[Dataset entries]
☆ ☆ ☆ ☆ ☆

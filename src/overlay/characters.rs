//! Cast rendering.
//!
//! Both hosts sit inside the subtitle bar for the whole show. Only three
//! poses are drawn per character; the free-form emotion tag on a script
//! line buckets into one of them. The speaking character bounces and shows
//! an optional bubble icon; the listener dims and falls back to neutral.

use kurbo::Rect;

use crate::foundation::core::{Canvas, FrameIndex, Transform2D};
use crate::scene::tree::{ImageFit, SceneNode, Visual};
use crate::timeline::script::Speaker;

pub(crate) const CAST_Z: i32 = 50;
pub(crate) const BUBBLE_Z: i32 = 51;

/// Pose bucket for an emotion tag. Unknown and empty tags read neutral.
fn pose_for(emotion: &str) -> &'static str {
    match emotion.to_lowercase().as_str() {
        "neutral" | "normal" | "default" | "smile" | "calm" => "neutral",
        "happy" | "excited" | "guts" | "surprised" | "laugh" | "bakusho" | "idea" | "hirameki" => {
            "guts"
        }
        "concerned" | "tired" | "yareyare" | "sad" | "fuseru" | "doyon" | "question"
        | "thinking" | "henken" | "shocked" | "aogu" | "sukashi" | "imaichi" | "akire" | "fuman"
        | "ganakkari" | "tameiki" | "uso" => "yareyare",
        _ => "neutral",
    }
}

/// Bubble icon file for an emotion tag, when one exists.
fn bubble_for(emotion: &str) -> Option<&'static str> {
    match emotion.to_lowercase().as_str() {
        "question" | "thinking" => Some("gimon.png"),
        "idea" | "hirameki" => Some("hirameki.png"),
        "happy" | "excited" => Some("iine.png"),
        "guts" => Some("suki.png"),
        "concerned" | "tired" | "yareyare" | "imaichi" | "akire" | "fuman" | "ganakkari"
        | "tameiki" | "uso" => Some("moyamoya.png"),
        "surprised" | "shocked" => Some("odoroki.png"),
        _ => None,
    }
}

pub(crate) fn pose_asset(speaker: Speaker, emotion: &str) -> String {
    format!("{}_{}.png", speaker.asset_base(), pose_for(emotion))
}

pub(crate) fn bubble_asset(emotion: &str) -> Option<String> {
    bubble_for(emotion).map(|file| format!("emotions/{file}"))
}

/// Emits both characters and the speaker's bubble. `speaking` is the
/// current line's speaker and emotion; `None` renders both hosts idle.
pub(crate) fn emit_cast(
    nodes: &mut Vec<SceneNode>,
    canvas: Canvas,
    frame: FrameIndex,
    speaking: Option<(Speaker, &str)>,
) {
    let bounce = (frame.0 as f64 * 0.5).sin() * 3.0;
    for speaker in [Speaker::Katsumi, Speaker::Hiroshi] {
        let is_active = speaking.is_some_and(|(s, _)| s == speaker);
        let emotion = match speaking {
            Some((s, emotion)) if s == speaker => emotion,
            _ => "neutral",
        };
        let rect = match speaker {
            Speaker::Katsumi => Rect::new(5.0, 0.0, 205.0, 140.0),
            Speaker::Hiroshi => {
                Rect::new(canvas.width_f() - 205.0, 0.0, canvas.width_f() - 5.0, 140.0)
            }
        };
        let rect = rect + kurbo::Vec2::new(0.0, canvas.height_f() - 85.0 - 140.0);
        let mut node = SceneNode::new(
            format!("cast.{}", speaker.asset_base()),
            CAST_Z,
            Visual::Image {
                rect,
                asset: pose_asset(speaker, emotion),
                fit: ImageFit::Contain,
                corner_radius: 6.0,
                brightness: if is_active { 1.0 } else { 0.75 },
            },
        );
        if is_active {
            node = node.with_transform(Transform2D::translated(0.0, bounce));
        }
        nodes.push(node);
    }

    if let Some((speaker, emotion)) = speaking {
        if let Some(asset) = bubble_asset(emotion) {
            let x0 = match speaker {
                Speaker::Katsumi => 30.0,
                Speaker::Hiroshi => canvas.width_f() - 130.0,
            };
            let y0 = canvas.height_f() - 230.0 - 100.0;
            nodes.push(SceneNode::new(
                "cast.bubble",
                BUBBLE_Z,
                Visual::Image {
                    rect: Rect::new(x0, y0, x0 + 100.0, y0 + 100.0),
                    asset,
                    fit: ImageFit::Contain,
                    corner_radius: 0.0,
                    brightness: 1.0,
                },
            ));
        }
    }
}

☆ ☆ ☆ ☆ ☆

Brief →
Begin at the top of the records above and quote each line exactly, ending with the line that contains "fn pose_for(emotion: &str)".

Result below →
filename src/overlay/characters.rs
//! Cast rendering.
//!
//! Both hosts sit inside the subtitle bar for the whole show. Only three
//! poses are drawn per character; the free-form emotion tag on a script
//! line buckets into one of them. The speaking character bounces and shows
//! an optional bubble icon; the listener dims and falls back to neutral.

use kurbo::Rect;

use crate::foundation::core::{Canvas, FrameIndex, Transform2D};
use crate::scene::tree::{ImageFit, SceneNode, Visual};
use crate::timeline::script::Speaker;

pub(crate) const CAST_Z: i32 = 50;
pub(crate) const BUBBLE_Z: i32 = 51;

/// Pose bucket for an emotion tag. Unknown and empty tags read neutral.
fn pose_for(emotion: &str) -> &'static str {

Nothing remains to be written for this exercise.